Now that the protesters fighting against Covid-related crackdowns are in China, 
the Western establishment sympathizes with them in a way that they could never 
bring themselves to do with their own citizens. “At the heart of China's 
protests against zero-Covid, young people cry for freedom,” wrote CNN this week. 
But back in March 2020, while reporting that France was going into a lockdown in 
which “all non-essential outings are outlawed and can draw a fine,” CNN just 
reported matter-of-factly that “France goes into lockdown after Macron promises 
to protect businesses.” Earlier this year, CNN reported that “Europe’s loud, 
rule-breaking unvaccinated minority are falling out of society.” Suddenly, those 
loud folks crying for freedom from their government’s heavy-handed Covid 
policies are just a bunch of hooligans. 
The UK’s Daily Mail recently referred to China’s “Covid revolution,” but when an 
estimated 10,000 protesters took to the streets of London in August of 2020 to 
demonstrate against lockdowns and mandates, the newspaper dismissed them as 
“conspiracy theorists.” 
Sky News has said of the uprising in China that “after living with extreme 
restrictions for months, many citizens have had enough.” However, in September 
2020, the same news outlet qualified British protesters as anti-lockdown 
conspiracist nutjobs and hoaxers. 
German state broadcaster Deutsche Welle referred to the Chinese uprising as an 
“extraordinary moment in China” that’s“spreading further,” but last December, 
the same outlet described protests at home against German government 
restrictions as “illegal” and said that they were becoming“more militant.” 

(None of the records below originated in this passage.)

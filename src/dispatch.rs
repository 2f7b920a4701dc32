//! Training and prediction orchestration across groups.
//!
//! Training fits the grouping model over the full feature set, partitions
//! records by assigned group, and delegates each group to the tuner; the
//! grouping model plus one winning classifier per group are persisted
//! through the registry. Prediction reproduces the same group assignment
//! for new records and dispatches each group's rows to its persisted
//! classifier.
//!
//! The dispatcher holds no model state between calls: every predict call
//! reloads artifacts from the registry, so a retrain is picked up
//! immediately.

use std::fs;
use std::path::{Path, PathBuf};

use indexmap::IndexMap;
use rand::rngs::StdRng;
use rand::seq::SliceRandom;
use rand::SeedableRng;
use tracing::{info, warn};

use crate::cluster::{GroupingModel, KMeans, KMeansConfig};
use crate::constants::layout::{RESULTS_FILENAME, RESULTS_SUFFIX};
use crate::constants::registry::GROUPING_MODEL_NAME;
use crate::errors::PipelineError;
use crate::features::FeatureMatrix;
use crate::learners::ClassifierModel;
use crate::registry::ModelRegistry;
use crate::scoring::distinct_labels;
use crate::tuning::{ModelTuner, TunerConfig};
use crate::types::{GroupId, Label, RecordId};
use crate::validation::sibling_with_suffix;

/// Declared holdout strategy for per-group tuning: a seeded shuffle split.
#[derive(Clone, Copy, Debug)]
pub struct HoldoutSplit {
    /// Fraction of each group's rows held out for model selection.
    pub test_fraction: f64,
    /// Seed for the shuffle; splitting is deterministic given the seed.
    pub seed: u64,
}

impl Default for HoldoutSplit {
    fn default() -> Self {
        Self {
            test_fraction: 0.25,
            seed: 42,
        }
    }
}

impl HoldoutSplit {
    /// Split `0..len` into (train, test) index sets.
    ///
    /// Both sides must end up non-empty; a group too small for that is a
    /// tuning error because its classifier could not be selected. A fraction
    /// outside `(0, 1)` cannot produce two non-empty sides and is rejected
    /// up front.
    pub fn split(&self, len: usize) -> Result<(Vec<usize>, Vec<usize>), PipelineError> {
        if self.test_fraction <= 0.0 || self.test_fraction >= 1.0 {
            return Err(PipelineError::Configuration(format!(
                "holdout test fraction must be in (0, 1), got {}",
                self.test_fraction
            )));
        }
        let mut indices: Vec<usize> = (0..len).collect();
        let mut rng = StdRng::seed_from_u64(self.seed);
        indices.shuffle(&mut rng);
        let test_len = ((len as f64) * self.test_fraction).round() as usize;
        let test_len = test_len.max(1);
        if test_len >= len {
            return Err(PipelineError::Tuning(format!(
                "group of {len} rows is too small for a {} holdout fraction",
                self.test_fraction
            )));
        }
        let test = indices.split_off(len - test_len);
        Ok((indices, test))
    }
}

/// Immutable dispatcher configuration, constructed once per pipeline.
#[derive(Clone, Debug, Default)]
pub struct DispatchConfig {
    /// Grouping model configuration.
    pub kmeans: KMeansConfig,
    /// Per-group holdout strategy.
    pub holdout: HoldoutSplit,
    /// Tuner configuration (grids, folds, seed).
    pub tuner: TunerConfig,
}

/// Orchestrates clustered training and group-routed prediction.
pub struct ClusterDispatcher {
    registry: ModelRegistry,
    config: DispatchConfig,
}

impl ClusterDispatcher {
    /// Create a dispatcher over `registry` with `config`.
    pub fn new(registry: ModelRegistry, config: DispatchConfig) -> Self {
        Self { registry, config }
    }

    /// Train the grouping model and one classifier per group, persisting
    /// every artifact under `run_id`.
    ///
    /// All-or-nothing per invocation: a failing group fails the call.
    /// Artifacts persisted for earlier groups remain on disk; callers that
    /// cannot tolerate partial state must retrain.
    pub fn train(
        &self,
        run_id: &str,
        features: &FeatureMatrix,
        labels: &[Label],
    ) -> Result<(), PipelineError> {
        if features.len() != labels.len() {
            return Err(PipelineError::Configuration(format!(
                "training set has {} rows but {} labels",
                features.len(),
                labels.len()
            )));
        }
        info!(run_id, records = features.len(), "training started");

        let grouping = KMeans::fit(&self.config.kmeans, features)?;
        self.registry.save(run_id, GROUPING_MODEL_NAME, &grouping)?;

        let tuner = ModelTuner::new(self.config.tuner.clone());
        for (group, indices) in group_rows(&grouping, features) {
            let group_labels: Vec<Label> = indices.iter().map(|&idx| labels[idx]).collect();
            if distinct_labels(&group_labels) < 2 {
                // A skipped group would be missing at prediction time, so a
                // degenerate label distribution fails the whole invocation.
                return Err(PipelineError::Tuning(format!(
                    "group {group} has a single label value across {} rows",
                    indices.len()
                )));
            }
            let group_features = features.select(&indices);
            let (train_idx, test_idx) = self.config.holdout.split(group_features.len())?;
            let result = tuner.select_best(
                &group_features.select(&train_idx),
                &index_labels(&group_labels, &train_idx),
                &group_features.select(&test_idx),
                &index_labels(&group_labels, &test_idx),
            )?;
            let name = ModelRegistry::resolve_classifier_name(group);
            info!(
                run_id,
                group,
                family = %result.family,
                score = result.score,
                rows = indices.len(),
                "persisting group classifier"
            );
            self.registry.save(run_id, &name, &result.model)?;
        }
        info!(run_id, "training finished");
        Ok(())
    }

    /// Predict one label per record, routing each record through the
    /// persisted grouping model to its group's classifier.
    ///
    /// Output is in grouped order, not input order; callers needing the
    /// original order must reorder by record id. A group with no persisted
    /// classifier surfaces as [`PipelineError::ModelNotFound`].
    pub fn predict(
        &self,
        run_id: &str,
        features: &FeatureMatrix,
    ) -> Result<Vec<(RecordId, Label)>, PipelineError> {
        let grouping: GroupingModel = self.registry.load(run_id, GROUPING_MODEL_NAME)?;
        let mut results = Vec::with_capacity(features.len());
        for (group, indices) in group_rows(&grouping, features) {
            let name = ModelRegistry::resolve_classifier_name(group);
            let classifier: ClassifierModel = match self.registry.load(run_id, &name) {
                Ok(model) => model,
                Err(err @ PipelineError::ModelNotFound { .. }) => {
                    warn!(run_id, group, "record group has no trained classifier");
                    return Err(err);
                }
                Err(err) => return Err(err),
            };
            let group_features = features.select(&indices);
            let predicted = classifier.predict(&group_features);
            results.extend(group_features.record_ids.into_iter().zip(predicted));
        }
        info!(run_id, predictions = results.len(), "prediction finished");
        Ok(results)
    }

    /// Predict the label of a single record.
    ///
    /// Identical group resolution and classifier loading as batch
    /// prediction, restricted to one row by construction. Models consume
    /// feature values positionally, so the one-row matrix is built with
    /// positional column names.
    pub fn predict_one(
        &self,
        run_id: &str,
        record_id: &str,
        row: &[f64],
    ) -> Result<Label, PipelineError> {
        let feature_names = (0..row.len()).map(|idx| format!("f{idx}")).collect();
        let features =
            FeatureMatrix::new(vec![record_id.to_string()], feature_names, vec![row.to_vec()])?;
        let predictions = self.predict(run_id, &features)?;
        predictions
            .into_iter()
            .next()
            .map(|(_, label)| label)
            .ok_or_else(|| {
                PipelineError::Configuration("prediction produced no output row".to_string())
            })
    }
}

/// Append predictions to `Predictions.csv` in the `_results` sibling of
/// `data_path`, writing the header only when the file is created.
pub fn write_results(
    data_path: impl AsRef<Path>,
    predictions: &[(RecordId, Label)],
) -> Result<PathBuf, PipelineError> {
    let results_dir = sibling_with_suffix(data_path.as_ref(), RESULTS_SUFFIX);
    fs::create_dir_all(&results_dir).map_err(|err| PipelineError::storage(&results_dir, err))?;
    let path = results_dir.join(RESULTS_FILENAME);
    let fresh = !path.exists();
    let file = fs::OpenOptions::new()
        .create(true)
        .append(true)
        .open(&path)
        .map_err(|err| PipelineError::storage(&path, err))?;
    let mut writer = csv::Writer::from_writer(file);
    if fresh {
        writer
            .write_record(["EmpId", "Prediction"])
            .map_err(|err| PipelineError::storage(&path, err))?;
    }
    for (record_id, label) in predictions {
        writer
            .write_record([record_id.as_str(), &label.to_string()])
            .map_err(|err| PipelineError::storage(&path, err))?;
    }
    writer
        .flush()
        .map_err(|err| PipelineError::storage(&path, err))?;
    Ok(path)
}

/// Row indices per distinct group, in ascending group order.
fn group_rows(grouping: &GroupingModel, features: &FeatureMatrix) -> IndexMap<GroupId, Vec<usize>> {
    let mut by_group: IndexMap<GroupId, Vec<usize>> = IndexMap::new();
    for (idx, group) in grouping.assign(features).into_iter().enumerate() {
        by_group.entry(group).or_default().push(idx);
    }
    by_group.sort_keys();
    by_group
}

fn index_labels(labels: &[Label], indices: &[usize]) -> Vec<Label> {
    indices.iter().map(|&idx| labels[idx]).collect()
}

On French television earlier this week, I heard a commentator say that the 
Chinese government sought to displace the blame for the uprising onto Western 
foreign interference, of which he was totally dismissive. But where were these 
same experts to denounce Canadian officials when they were delegitimizing 
protesters’ concerns by speculating that they could simply be the useful tools 
of meddling American populists? But when the government suggesting foreign 
interference is China, that idea is dismissed out of hand. 
Western press reports have also zeroed in on arrests and beatings of Chinese 
protesters by the authorities. Where was their criticism of the reported loss of 
at least 24 eyes and five hands during police crackdowns on French protesters in 
recent years in response to overreaching government policies? 
This week, European Council President Charles Michel flew to Beijing to meet 
with Chinese President Xi Jinping as Europe seeks to develop trade relations in 
an economically fragile and precarious time for the bloc amid an energy crunch 
and inflation that threaten its deindustrialization. European officials had said 
that they wanted him to confront the Chinese leader on his Covid measures, 
according to Politico. Where exactly is he going to find the moral authority to 
do that? Last year, Michel was calling on Europe to fight against citizen 
resistance to jab mandates. 
When their own fellow citizens are standing up to rapidly growing government 
oppression, the Western establishment is all too quick to denounce them while 
defending the loss of fundamental rights enacted by self-described democracies 
that have been behaving like anything but. But when the same phenomenon is 
unfolding in China – well, you can’t stop the spread of freedom, right?